> [TRY IT] For this exercise, report every line of the material that includes "RequestContext".

> [DATA EXCERPTS]
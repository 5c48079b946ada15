//! Fetch contract shared by all fetcher layers
//!
//! A fetch drives exactly one [`FetchHandler`] through an ordered
//! sequence: `headers_complete`, zero or more `write` calls, then
//! `done` exactly once. Partial writes before a failed `done` are
//! discardable. Layers compose by wrapping [`UrlFetcher`].

use std::sync::Arc;
use std::sync::atomic::{AtomicBool, Ordering};

use async_trait::async_trait;
use bytes::Bytes;

use pagecore_cache::ResponseHeaders;

/// Terminal result of one fetch.
#[derive(Clone, Copy, Debug, PartialEq, Eq)]
pub enum FetchOutcome {
    /// Headers and full decoded body were delivered.
    Success,
    /// The fetch did not finish before its deadline.
    TimedOut,
    /// The caller requested cancellation.
    Canceled,
    /// TCP connect or DNS resolution failed.
    ConnectError,
    /// TLS negotiation or certificate validation failed.
    SslError,
    /// The origin answered with a non-success status.
    HttpError(u16),
    /// A rate-control queue was full; the fetch never started.
    ResourceExhausted,
}

impl FetchOutcome {
    pub fn is_success(self) -> bool {
        self == FetchOutcome::Success
    }
}

/// Cross-thread cancellation request, observed by the fetcher at chunk
/// boundaries. Best-effort: a fetch may still complete after the flag
/// is raised.
#[derive(Clone, Debug, Default)]
pub struct CancelFlag(Arc<AtomicBool>);

impl CancelFlag {
    pub fn new() -> Self {
        Self::default()
    }

    pub fn request(&self) {
        self.0.store(true, Ordering::Release);
    }

    pub fn is_requested(&self) -> bool {
        self.0.load(Ordering::Acquire)
    }
}

/// One outbound request.
#[derive(Clone, Debug)]
pub struct RequestContext {
    pub url: String,
    pub request_headers: Vec<(String, String)>,
    /// Absolute wall-clock deadline in microseconds; `None` defers to
    /// the fetcher's own timeout.
    pub deadline_us: Option<i64>,
    pub cancel: CancelFlag,
}

impl RequestContext {
    pub fn new(url: impl Into<String>) -> Self {
        Self {
            url: url.into(),
            request_headers: Vec::new(),
            deadline_us: None,
            cancel: CancelFlag::new(),
        }
    }

    pub fn with_header(mut self, name: impl Into<String>, value: impl Into<String>) -> Self {
        self.request_headers.push((name.into(), value.into()));
        self
    }

    pub fn with_deadline_us(mut self, deadline_us: i64) -> Self {
        self.deadline_us = Some(deadline_us);
        self
    }
}

/// Receiver of one fetch's event stream.
///
/// Per fetch, calls are serialized and ordered: `headers_complete`
/// before any `write`, and `done` last, exactly once. Across fetches
/// events interleave freely.
#[async_trait]
pub trait FetchHandler: Send {
    async fn headers_complete(&mut self, headers: &ResponseHeaders);
    async fn write(&mut self, bytes: Bytes);
    async fn done(&mut self, outcome: FetchOutcome);
}

/// Asynchronous URL fetcher. `fetch` resolves once the terminal `done`
/// callback has been delivered, and returns the same outcome.
#[async_trait]
pub trait UrlFetcher: Send + Sync {
    async fn fetch(&self, request: RequestContext, handler: &mut dyn FetchHandler)
        -> FetchOutcome;
}

/// Handler collecting headers and body into memory.
///
/// The standard terminal handler for fetches whose consumer wants the
/// whole response at once; also the workhorse of fetcher tests.
#[derive(Debug, Default)]
pub struct CollectingHandler {
    pub headers: Option<ResponseHeaders>,
    pub body: Vec<u8>,
    pub outcome: Option<FetchOutcome>,
}

impl CollectingHandler {
    pub fn new() -> Self {
        Self::default()
    }
}

#[async_trait]
impl FetchHandler for CollectingHandler {
    async fn headers_complete(&mut self, headers: &ResponseHeaders) {
        self.headers = Some(headers.clone());
    }

    async fn write(&mut self, bytes: Bytes) {
        self.body.extend_from_slice(&bytes);
    }

    async fn done(&mut self, outcome: FetchOutcome) {
        assert!(self.outcome.is_none(), "done delivered twice");
        self.outcome = Some(outcome);
    }
}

> [REPLY TO THE EXERCISE]
pub struct RequestContext {
impl RequestContext {
    async fn fetch(&self, request: RequestContext, handler: &mut dyn FetchHandler)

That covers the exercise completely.